Ich selbst war erst 2015 auf die Bemühungen der Sektion Schulpsychologie im BDP gestoßen. Mir schien die vermeintliche Grundsteinlegung der Schulpsychologie 1921 – und was daraus folgte – so interessant und Gegenwartsfragen berührend, dass ich einen Aufsatz[Fußnote 1] anfertigte. Ich erweiterte das Thema noch ein wenig um Fragen, die sich sowohl mit der Anfälligkeit der Psychologie für herrschaftliche institutionelle Interessen, als auch mit den Möglichkeiten alternativer Ansätze befassten.
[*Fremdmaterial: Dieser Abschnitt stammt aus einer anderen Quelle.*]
//! Associative container keyed by `Location` that tolerates small position differences.

use std::collections::HashMap;

use super::{Location, Strand};

/// Orientation part of a slot key; `None` when strands are not compared.
type OrientationKey = Option<(Strand, bool)>;

/// Map from `Location` to `V` where lookups match existing keys within a window.
///
/// A lookup for `key` tries the positions `key + 0, +1, -1, +2, -2, ..., +w, -w` and
/// uses the first existing key that is hit.  An insertion that does not hit any
/// existing key creates a new entry at the exact position of `key`.  Iteration
/// follows insertion order.
///
/// In a stranded index (the default), an existing key is only hit by lookups with
/// the same strand and direction.
#[derive(Debug, Clone)]
pub struct WindowedIndex<V> {
    window: u32,
    stranded: bool,
    /// Chromosome -> (orientation, position) -> index into `entries`.
    slots: HashMap<String, HashMap<(OrientationKey, i64), usize>>,
    entries: Vec<(Location, V)>,
}

impl<V> WindowedIndex<V> {
    /// Create a new, stranded index.
    pub fn new(window: u32) -> Self {
        Self::with_strandedness(window, true)
    }

    /// Create a new index that ignores strand and direction.
    pub fn unstranded(window: u32) -> Self {
        Self::with_strandedness(window, false)
    }

    pub fn with_strandedness(window: u32, stranded: bool) -> Self {
        Self {
            window,
            stranded,
            slots: HashMap::new(),
            entries: Vec::new(),
        }
    }

    pub fn len(&self) -> usize {
        self.entries.len()
    }

    pub fn is_empty(&self) -> bool {
        self.entries.is_empty()
    }

    fn orientation_key(&self, key: &Location) -> OrientationKey {
        self.stranded.then(|| (key.strand(), key.extends_right()))
    }

    /// Index into `entries` of the first key hit when probing around `key`.
    fn find_idx(&self, key: &Location) -> Option<usize> {
        let slots = self.slots.get(key.chrom())?;
        let orientation = self.orientation_key(key);
        let window = i64::from(self.window);
        std::iter::once(0)
            .chain((1..=window).flat_map(|k| [k, -k]))
            .find_map(|offset| slots.get(&(orientation, key.pos() + offset)))
            .copied()
    }

    /// The existing key that `key` resolves to, if any.
    pub fn find(&self, key: &Location) -> Option<&Location> {
        self.find_idx(key).map(|idx| &self.entries[idx].0)
    }

    pub fn contains(&self, key: &Location) -> bool {
        self.find_idx(key).is_some()
    }

    pub fn get(&self, key: &Location) -> Option<&V> {
        self.find_idx(key).map(|idx| &self.entries[idx].1)
    }

    /// Value for `key`, inserting `init()` at exactly `key` when nothing is hit.
    pub fn get_or_insert_with<F>(&mut self, key: &Location, init: F) -> &mut V
    where
        F: FnOnce() -> V,
    {
        let idx = match self.find_idx(key) {
            Some(idx) => idx,
            None => self.push(key.clone(), init()),
        };
        &mut self.entries[idx].1
    }

    /// Set the value for `key`, replacing the value of any key hit by the lookup.
    ///
    /// Returns the previous value, if any.
    pub fn insert(&mut self, key: Location, value: V) -> Option<V> {
        match self.find_idx(&key) {
            Some(idx) => Some(std::mem::replace(&mut self.entries[idx].1, value)),
            None => {
                self.push(key, value);
                None
            }
        }
    }

    fn push(&mut self, key: Location, value: V) -> usize {
        let idx = self.entries.len();
        let orientation = self.orientation_key(&key);
        self.slots
            .entry(key.chrom().to_string())
            .or_default()
            .insert((orientation, key.pos()), idx);
        self.entries.push((key, value));
        idx
    }

    /// Iterate over keys and values in insertion order.
    pub fn iter(&self) -> impl Iterator<Item = (&Location, &V)> {
        self.entries.iter().map(|(key, value)| (key, value))
    }

    pub fn keys(&self) -> impl Iterator<Item = &Location> {
        self.entries.iter().map(|(key, _)| key)
    }

    pub fn values(&self) -> impl Iterator<Item = &V> {
        self.entries.iter().map(|(_, value)| value)
    }
}

#[cfg(test)]
mod test {
    use pretty_assertions::assert_eq;

    use super::WindowedIndex;
    use crate::locations::{Location, Strand};

    fn filled() -> WindowedIndex<&'static str> {
        let mut index = WindowedIndex::new(40);
        index.insert(Location::new("X", 31), "foo");
        index.insert(
            Location::with_orientation("Y", 131, Strand::Reverse, false),
            "bar",
        );
        index.insert(Location::new("Y", 121), "baz");
        index
    }

    #[test]
    fn lookup_within_window() {
        let index = filled();
        let l4 = Location::with_orientation("Y", 161, Strand::Reverse, false);

        assert_eq!(index.len(), 3);
        assert!(index.contains(&l4));
        assert_eq!(index.get(&l4), Some(&"bar"));
        assert_eq!(
            index.find(&l4).map(|key| key.to_string()),
            Some(String::from("(Y,131,-L)"))
        );
        assert!(index.contains(&Location::new("Y", 121)));
        assert!(index.contains(&Location::new("X", 31)));
        assert!(index.contains(&Location::new("X", 71)));
        assert!(!index.contains(&Location::new("X", 72)));
        assert!(!index.contains(&Location::new("1", 31)));
    }

    #[test]
    fn stranded_index_separates_orientations() {
        let index = filled();
        // The forward-strand key does not see the reverse-strand key at 131.
        assert!(!index.contains(&Location::new("Y", 171)));
        assert_eq!(index.get(&Location::new("Y", 161)), Some(&"baz"));
    }

    #[test]
    fn unstranded_index_matches_any_orientation() {
        let mut index = WindowedIndex::unstranded(10);
        index.insert(Location::new("1", 100), 1);

        for pos in 90..=110 {
            let key = Location::with_orientation("1", pos, Strand::Reverse, true);
            assert_eq!(index.get(&key), Some(&1), "pos = {}", pos);
        }
        assert!(!index.contains(&Location::new("1", 89)));
        assert!(!index.contains(&Location::new("1", 111)));
    }

    #[test]
    fn first_hit_wins() {
        let mut index = WindowedIndex::new(5);
        index.insert(Location::new("1", 97), "left");
        index.insert(Location::new("1", 103), "right");
        assert_eq!(index.len(), 2);

        // positive offsets are tried before negative ones of the same size
        assert_eq!(index.get(&Location::new("1", 100)), Some(&"right"));
        assert_eq!(index.get(&Location::new("1", 101)), Some(&"right"));
        assert_eq!(index.get(&Location::new("1", 99)), Some(&"left"));
        assert_eq!(index.get(&Location::new("1", 92)), Some(&"left"));
        assert_eq!(index.get(&Location::new("1", 108)), Some(&"right"));
        assert_eq!(index.get(&Location::new("1", 91)), None);

        // an exact hit wins over everything else
        index.insert(Location::new("1", 97), "replaced");
        assert_eq!(index.len(), 2);
        assert_eq!(index.get(&Location::new("1", 97)), Some(&"replaced"));
    }

    #[test]
    fn get_or_insert_with_creates_at_exact_key() {
        let mut index: WindowedIndex<Vec<&str>> = WindowedIndex::new(3);
        index
            .get_or_insert_with(&Location::new("1", 10), Vec::new)
            .push("a");
        index
            .get_or_insert_with(&Location::new("1", 12), Vec::new)
            .push("b");
        index
            .get_or_insert_with(&Location::new("1", 14), Vec::new)
            .push("c");

        let keys: Vec<_> = index.keys().map(|key| key.pos()).collect();
        assert_eq!(keys, vec![10, 14]);
        assert_eq!(index.get(&Location::new("1", 11)), Some(&vec!["a", "b"]));
        assert_eq!(index.get(&Location::new("1", 15)), Some(&vec!["c"]));
    }

    #[test]
    fn zero_window_matches_exactly() {
        let mut index = WindowedIndex::new(0);
        assert!(index.is_empty());
        index.insert(Location::new("1", 5), 1);
        assert_eq!(index.insert(Location::new("1", 5), 2), Some(1));
        assert_eq!(index.values().copied().collect::<Vec<_>>(), vec![2]);
        assert!(!index.contains(&Location::new("1", 6)));
        assert!(!index.contains(&Location::new("1", 4)));
    }

    #[test]
    fn large_window() {
        let mut index = WindowedIndex::new(1_000_000);
        index.insert(Location::new("1", 2_000_000), "far");
        index.insert(Location::new("1", 1_000_000), "near");
        assert_eq!(index.len(), 1);

        index.insert(Location::new("1", 3_000_001), "other");
        assert_eq!(index.len(), 2);
        assert_eq!(index.get(&Location::new("1", 2_500_000)), Some(&"near"));
        assert_eq!(index.get(&Location::new("1", 2_500_001)), Some(&"other"));
        assert_eq!(index.get(&Location::new("1", 999_999)), None);
    }
}
//! Streaming reader for VCF files.

use std::{io::BufRead, path::Path};

use noodles_vcf as vcf;

use crate::common::io::open_read_maybe_gz;

use super::VcfRecord;

/// Reads `VcfRecord`s below the header of a VCF file.
///
/// Comment lines between records, such as the audit lines of a merged callset,
/// are skipped.
pub struct VcfReader<R> {
    inner: vcf::Reader<R>,
    header: vcf::Header,
    line: String,
    line_no: usize,
}

impl VcfReader<Box<dyn BufRead>> {
    /// Open the (possibly gzip-compressed) file at `path` and read its header.
    pub fn from_path<P: AsRef<Path>>(path: P) -> Result<Self, anyhow::Error> {
        let reader = open_read_maybe_gz(path.as_ref()).map_err(|e| {
            anyhow::anyhow!("could not open {:?} for reading: {}", path.as_ref(), e)
        })?;
        Self::new(reader)
            .map_err(|e| anyhow::anyhow!("problem with {:?}: {}", path.as_ref(), e))
    }
}

impl<R: BufRead> VcfReader<R> {
    /// Wrap `reader` and read the VCF header from it.
    pub fn new(reader: R) -> Result<Self, anyhow::Error> {
        let mut inner = vcf::Reader::new(reader);
        let header = inner
            .read_header()
            .map_err(|e| anyhow::anyhow!("problem reading VCF header: {}", e))?;
        Ok(Self {
            inner,
            header,
            line: String::new(),
            line_no: 0,
        })
    }

    pub fn header(&self) -> &vcf::Header {
        &self.header
    }

    /// Read the next record, `None` at the end of the input.
    pub fn read_record(&mut self) -> Result<Option<VcfRecord>, anyhow::Error> {
        loop {
            self.line.clear();
            if self.inner.get_mut().read_line(&mut self.line)? == 0 {
                return Ok(None);
            }
            self.line_no += 1;

            let line = self.line.trim_end_matches(['\n', '\r']);
            if line.is_empty() || line.starts_with('#') {
                continue;
            }
            let record = vcf::Record::try_from_str(line, &self.header).map_err(|e| {
                anyhow::anyhow!("invalid record in data line {}: {}", self.line_no, e)
            })?;
            return Ok(Some(VcfRecord::from_vcf(&record, line)));
        }
    }
}

impl<R: BufRead> Iterator for VcfReader<R> {
    type Item = Result<VcfRecord, anyhow::Error>;

    fn next(&mut self) -> Option<Self::Item> {
        self.read_record().transpose()
    }
}

#[cfg(test)]
mod test {
    use pretty_assertions::assert_eq;

    use super::VcfReader;

    #[test]
    fn read_example() -> Result<(), anyhow::Error> {
        let reader = VcfReader::from_path("tests/record/example.vcf")?;
        assert_eq!(reader.header().infos().len(), 2);
        let records = reader.collect::<Result<Vec<_>, _>>()?;

        assert_eq!(records.len(), 3);
        assert_eq!(
            records
                .iter()
                .map(|record| format!("{}:{}", record.chrom, record.pos))
                .collect::<Vec<_>>(),
            vec!["1:100", "1:1000", "2:5000"]
        );
        assert_eq!(records[1].alternates, vec!["G", "T"]);
        assert_eq!(records[2].info.get_str("SVTYPE"), Some("BND"));
        assert_eq!(records[2].alternates, vec!["N[3:1200["]);
        assert_eq!(
            records[0].to_string(),
            "1\t100\tsv1\tN\t<DEL>\t30\tPASS\tSVTYPE=DEL;END=500\tGT\t0/1"
        );

        Ok(())
    }

    #[test]
    fn read_gz_same_as_plain() -> Result<(), anyhow::Error> {
        let plain = VcfReader::from_path("tests/record/example.vcf")?
            .collect::<Result<Vec<_>, _>>()?;
        let gz = VcfReader::from_path("tests/record/example.vcf.gz")?
            .collect::<Result<Vec<_>, _>>()?;

        assert_eq!(plain, gz);

        Ok(())
    }

    #[test]
    fn skips_comment_lines() -> Result<(), anyhow::Error> {
        let input = "##fileformat=VCFv4.2\n\
                     #CHROM\tPOS\tID\tREF\tALT\tQUAL\tFILTER\tINFO\n\
                     1\t100\t.\tA\tC\t.\tPASS\t.\n\
                     #1\t100\t.\tA\tC\t.\tPASS\t. (a)\n\
                     1\t200\t.\tA\tG\t.\tPASS\t.\n";
        let records = VcfReader::new(input.as_bytes())?.collect::<Result<Vec<_>, _>>()?;

        assert_eq!(
            records.iter().map(|record| record.pos).collect::<Vec<_>>(),
            vec![100, 200]
        );

        Ok(())
    }

    #[test]
    fn broken_record_is_an_error() -> Result<(), anyhow::Error> {
        let input = "##fileformat=VCFv4.2\n\
                     #CHROM\tPOS\tID\tREF\tALT\tQUAL\tFILTER\tINFO\n\
                     1\t100\t.\tA\tC\t.\tPASS\t.\n\
                     1\tabc\t.\tA\tC\t.\t.\t.\n";
        let mut reader = VcfReader::new(input.as_bytes())?;

        assert!(matches!(reader.next(), Some(Ok(_))));
        assert!(matches!(reader.next(), Some(Err(_))));

        Ok(())
    }

    #[test]
    fn missing_file() {
        assert!(VcfReader::from_path("tests/record/does-not-exist.vcf").is_err());
    }
}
Der Artikel blieb weitgehend ohne Resonanz. Bis auf eine Ausnahme: Eine Kollegin in Bayern hatte ihn gelesen und mich eingeladen, einen Artikel für die Loseblatt-Sammlung des Handbuchs der Schulberatung[Fußnote 2] zu schreiben. Ich fühlte mich geehrt und begann aufs Neue. Ich nutzte die Gelegenheit, um auf ethische Dilemmata schulpsychologischer Praxis hinzuweisen. Der inzwischen „100jährige Lämmermann" war noch einmal Ausgangspunkt für Überlegungen, die sich nun mehr mit Gegenwartsfragen der Schulpsychologie befassten.
Nun bietet das Motto des Kongresses der Sektion – dafür verdient sie Dank und Anerkennung – ein weiteres Mal Gelegenheit, sich mit Geschichte und Identität der Schulpsychologie, mit ihren Orientierungen und Fehlorientierungen zu befassen. Ohne Zweifel wird man erkennen, dass es Entwicklungslinien aus der Gründungszeit bis in die Gegenwart gibt. Wie immer, bietet Geschichte Gelegenheit zur Reflexion, dazu, sich den Voraussetzungen des eigenen Fachs zu nähern. Vielleicht auch, eine Orientierung für die Gegenwart zu gewinnen.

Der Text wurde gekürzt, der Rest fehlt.